I'm using Devuan GNU/Linux. A command-line solution would be nice, GUI is ok too.

0

8 Answers 8

96

This answer has now been expanded to cover three different way of achieving this, from the simplest; no code required, just listen, to more complex examples that could be used for bulk testing.

Simplest method

Flip the phase of one side & sum the outputs to mono.
If the result is silence, then it was mono; if not, it was stereo.
Even in stereo some parts will have been panned centre - vocals, bass, a lot of the drums etc, but you will hear an overwhelming difference between "some bits are missing " and "almost total silence".
If you just hear odd little tinny, crackly bits of the track, or just periodic fizzes, crackles & thumps, put this down to poor encoding, it's still 'mono' to all intents & purposes.

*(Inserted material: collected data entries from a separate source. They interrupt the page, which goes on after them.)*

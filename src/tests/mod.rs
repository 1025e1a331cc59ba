//! Test modules for the route tree.
//!
//! This module contains crate-internal test suites:
//! - Configuration loading and validation
//! - Error reporting
//! - Property-based tests for the radix tree using proptest

pub mod radix_tree_property_tests;
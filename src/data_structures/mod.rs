//! Data structures for route matching.
//!
//! All implementations adhere to the project requirements:
//! - No unsafe code
//! - Owned node hierarchies, no reference counting inside structures
//! - Safe for concurrent readers and writers

pub mod radix_tree;

// Re-export common data structures
pub use radix_tree::{RadixTree, TreeError, TreeResult};
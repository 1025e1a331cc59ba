// Copyright (c) 2025 Route Tree Authors
//
// Licensed under dual license:
// - MIT License (LICENSE-MIT or https://opensource.org/licenses/MIT)
// - Apache License, Version 2.0 (LICENSE-APACHE or https://www.apache.org/licenses/LICENSE-2.0)

//! Read-only traversals over a tree of nodes.
//!
//! All functions here work on a borrowed root; locking is the caller's job.

use super::key::{longest_common_prefix, CURLY_END, CURLY_START};
use super::node::{Node, NodeValue};
use super::scan::scan_offsets;

/// Finds the leaf whose stored key matches `key`, honouring wildcard segments.
///
/// `in_wildcard` is the scan state inherited from the parent, set when the
/// parent's fragment ended inside an unterminated `{`. Children are tried in
/// insertion order and the first match wins.
pub(crate) fn find<'a, T>(node: &'a Node<T>, key: &str, in_wildcard: bool) -> Option<&'a Node<T>> {
    let fragment = node.key();
    let lcp = longest_common_prefix(fragment, key);

    if !in_wildcard && !fragment.contains(CURLY_START) {
        if lcp == 0 {
            return None;
        }

        if key == fragment {
            return node.is_leaf().then_some(node);
        }

        if lcp < fragment.len() {
            return None;
        }

        let rest = &key[lcp..];
        return node
            .children()
            .iter()
            .find_map(|child| find(child, rest, false));
    }

    let fragment_rest = &fragment[lcp..];
    let search_rest = &key[lcp..];

    let entry_state = wildcard_state_after(&fragment[..lcp], in_wildcard);
    let offsets = scan_offsets(fragment_rest, search_rest, entry_state);

    if offsets.fragment != fragment_rest.len() {
        return None;
    }

    let rest = search_rest.get(offsets.search..)?;

    if rest.is_empty() {
        return node.is_leaf().then_some(node);
    }

    node.children()
        .iter()
        .find_map(|child| find(child, rest, offsets.in_wildcard))
}

/// Tracks whether a literally matched prefix of a fragment leaves the scan
/// inside a `{...}` region.
fn wildcard_state_after(prefix: &str, mut in_wildcard: bool) -> bool {
    for c in prefix.chars() {
        match c {
            CURLY_START => in_wildcard = true,
            CURLY_END => in_wildcard = false,
            _ => {}
        }
    }
    in_wildcard
}

/// Finds the deepest leaf whose full key is a literal prefix of `key`.
///
/// Wildcards are not interpreted.
pub(crate) fn longest_match<'a, T>(node: &'a Node<T>, key: &str) -> Option<&'a Node<T>> {
    let lcp = longest_common_prefix(node.key(), key);

    if lcp == 0 || lcp != node.key().len() {
        return None;
    }

    let rest = &key[lcp..];

    node.children()
        .iter()
        .find_map(|child| longest_match(child, rest))
        .or_else(|| node.is_leaf().then_some(node))
}

/// Pre-order depth-first search for the first node satisfying `predicate`.
pub(crate) fn find_by_predicate<'a, T, F>(node: &'a Node<T>, predicate: &mut F) -> Option<&'a Node<T>>
where
    F: FnMut(&Node<T>) -> bool,
{
    if predicate(node) {
        return Some(node);
    }

    node.children()
        .iter()
        .find_map(|child| find_by_predicate(child, predicate))
}

/// Visits every leaf after its descendants, passing the full key it stores.
pub(crate) fn visit_leaves<'a, T, F>(node: &'a Node<T>, prefix: &mut String, visit: &mut F)
where
    F: FnMut(&str, &'a NodeValue<T>),
{
    let base = prefix.len();
    prefix.push_str(node.key());

    for child in node.children() {
        visit_leaves(child, prefix, visit);
    }

    if let Some(value) = node.node_value() {
        visit(prefix.as_str(), value);
    }

    prefix.truncate(base);
}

This relies on the physics of sound; in its simplest form if you add two identical waveforms together, the result will be twice as loud. If you invert one, then they will cancel each other out & always add up to 'zero'… silence. This principle is used for such as noise-cancelling headphones & background noise reduction in your phone's microphone.

Method
From the Audacity manual

Effect > Invert
There is no effect dialog containing parameters for this effect; Invert operates directly on the selected audio. If the inversion takes an appreciable time, a progress dialog will appear.

Usage Examples

Use the Audio Track Dropdown Menu and choose Split Stereo to Mono.
Select one channel but not the other, apply Invert and then Play. The vocals in each track will cancel each other out, leaving just the instrumentals.
Find out how different the stereo channels are: Use the same steps 1 and 2 above on any stereo track. If the audio is just as loud after the steps as before, the channels are very different. If the result is silence, the track is not really stereo but dual mono, where both left and right contain completely identical audio.

Simple method

Load (import) the (allegedly stereo) file in Audacity. From the top bar menu select Effect, Nyquist Prompt…. Paste the following:

(diff (aref *track* 0) (aref *track* 1))

and hit OK. This will compute the difference between the two tracks.

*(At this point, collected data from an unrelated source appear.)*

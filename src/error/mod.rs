//! Error module for the route tree.
//!
//! Wraps the tree, configuration, IO and serialization errors into a single
//! crate-level error, and provides a pluggable reporter that logs errors with
//! their context through `tracing`.

use std::fmt::{Display, Formatter};
use std::sync::Arc;

use once_cell::sync::Lazy;
use parking_lot::RwLock;
use thiserror::Error;

use crate::data_structures::radix_tree::TreeError;

pub mod config;

/// Result type alias used throughout the crate.
pub type RtreeResult<T> = Result<T, RtreeError>;

/// Core error enum for the route tree.
#[derive(Error, Debug)]
pub enum RtreeError {
    /// Errors occurring during configuration loading or validation.
    #[error("Configuration error: {0}")]
    Config(#[from] config::ConfigError),

    /// Errors raised by the radix tree.
    #[error("Tree error: {0}")]
    Tree(#[from] TreeError),

    /// IO errors that may occur during file operations.
    #[error("IO error: {0}")]
    Io(#[from] std::io::Error),

    /// Serialization errors.
    #[error("Serialization error: {0}")]
    Serialization(#[from] serde_json::Error),

    /// Custom error with message for cases where specific error types are not defined.
    #[error("{0}")]
    Custom(String),
}

/// Error reporting structure to provide context and debugging information.
#[derive(Debug)]
pub struct ErrorContext {
    /// The original error that occurred.
    pub error: RtreeError,

    /// The component where the error occurred.
    pub component: String,

    /// Additional context information to help with debugging.
    pub details: Option<String>,

    /// Span trace at the point the error was reported, if captured.
    pub trace: Option<String>,
}

impl ErrorContext {
    /// Creates a new error context with the given error and component.
    ///
    /// # Arguments
    ///
    /// * `error` - The error that occurred
    /// * `component` - The component where the error occurred
    pub fn new<S: Into<String>>(error: RtreeError, component: S) -> Self {
        Self {
            error,
            component: component.into(),
            details: None,
            trace: None,
        }
    }

    /// Adds detail information to the error context.
    pub fn with_details<S: Into<String>>(mut self, details: S) -> Self {
        self.details = Some(details.into());
        self
    }

    /// Adds trace information to the error context.
    pub fn with_trace<S: Into<String>>(mut self, trace: S) -> Self {
        self.trace = Some(trace.into());
        self
    }

    /// Captures the current span trace.
    ///
    /// The trace is empty unless the subscriber has a `tracing_error::ErrorLayer`.
    pub fn with_span_trace(self) -> Self {
        let trace = tracing_error::SpanTrace::capture().to_string();
        if trace.is_empty() {
            self
        } else {
            self.with_trace(trace)
        }
    }
}

impl Display for ErrorContext {
    fn fmt(&self, f: &mut Formatter<'_>) -> std::fmt::Result {
        write!(f, "Error in {}: {}", self.component, self.error)?;
        if let Some(details) = &self.details {
            write!(f, "\nDetails: {details}")?;
        }
        Ok(())
    }
}

/// Error reporter trait for reporting errors to various sinks.
#[cfg_attr(test, mockall::automock)]
pub trait ErrorReporter: Send + Sync {
    /// Report an error with context.
    fn report(&self, context: ErrorContext);
}

/// A simple error reporter implementation that logs errors using the tracing framework.
#[derive(Default, Debug)]
pub struct TracingErrorReporter;

impl ErrorReporter for TracingErrorReporter {
    fn report(&self, context: ErrorContext) {
        tracing::error!(
            error = %context.error,
            component = %context.component,
            details = context.details.as_deref().unwrap_or("None"),
            trace = context.trace.as_deref().unwrap_or("None"),
            "Error reported"
        );
    }
}

/// Global error reporter accessor.
#[derive(Default)]
pub struct ErrorReporting {
    reporter: Option<Arc<dyn ErrorReporter>>,
}

impl ErrorReporting {
    /// Set the error reporter.
    pub fn set_reporter(&mut self, reporter: Arc<dyn ErrorReporter>) {
        self.reporter = Some(reporter);
    }

    /// Report an error with context.
    pub fn report(&self, context: ErrorContext) {
        if let Some(reporter) = &self.reporter {
            reporter.report(context);
        } else {
            // Fallback to standard error output if no reporter is configured
            eprintln!("Error: {context}");
        }
    }
}

static ERROR_REPORTING: Lazy<RwLock<ErrorReporting>> =
    Lazy::new(|| RwLock::new(ErrorReporting::default()));

/// Set the global error reporter.
pub fn set_error_reporter(reporter: Arc<dyn ErrorReporter>) {
    ERROR_REPORTING.write().set_reporter(reporter);
}

/// Report an error through the global error reporter.
pub fn report_error(context: ErrorContext) {
    ERROR_REPORTING.read().report(context);
}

  • Completely silent result means the tracks were identical.
  • Very quiet or very noisy result means the tracks were almost identical.
  • A result that resembles the original audio at least for some fragment(s) means the tracks were probably different.

"Probably", because it may happen the tracks were identical but opposite in phase. Then diff will increase the amplitude instead of bringing it to zero. The result will be significantly louder than the original. To rule this possibility out get back to the original tracks (Edit, Undo Nyquist Prompt) and sum instead of computing the diff:

(sum (aref *track* 0) (aref *track* 1))

Completely silent result means the tracks were identical but opposite in phase.

These simple tests will fail if the two tracks are similar but shifted in phase, or similar but with different volumes. A formula able to spot similarities also in such cases may exist but I'm not familiar with the Audacity Nyquist Prompt enough to help you further.

This answer took a lot from the following Audacity Forum thread: Arithmetic track mix operations.


Not so simple method

Use the following code to create a .png graphics from your .wav. It runs ffmpeg and convert (from Imagemagick).

#!/bin/sh

for input do

ffmpeg -nostdin -i "$input" -lavfi \
 '[0:a] channelsplit=channel_layout=stereo [left][right];
  [left] loudnorm [L];
  [right] loudnorm [R];
  [L][R] join=inputs=2:channel_layout=stereo [a];
  [a] showspectrumpic=s=800x600:mode=combined:color=channel:legend=no [out]' \
  -f apng -map '[out]' - \
| convert - -colorspace RGB -color-matrix \
' 20   0 -20   0   0   0
   0   0   0   0   0   0
   0  20 -20   0   0   0
   0   0   0   0   0   0
   0   0   0   0   0   0
   0   0   0   0   0   0
' "$input".png

done

Name it spect and make executable (chmod +x spect). Provide one or more allegedly stereo .wav files as command line arguments. Example:

./spect foo.wav /path/to/bar.wav

This will generate foo.wav.png and /path/to/bar.wav.png. By examining these files you will be able to tell if the input files were really in stereo.

What the script does:

  1. (ffmpeg) It normalizes left and right channels independently. This is in case a fake stereo file was created by duplicating mono with different amplification.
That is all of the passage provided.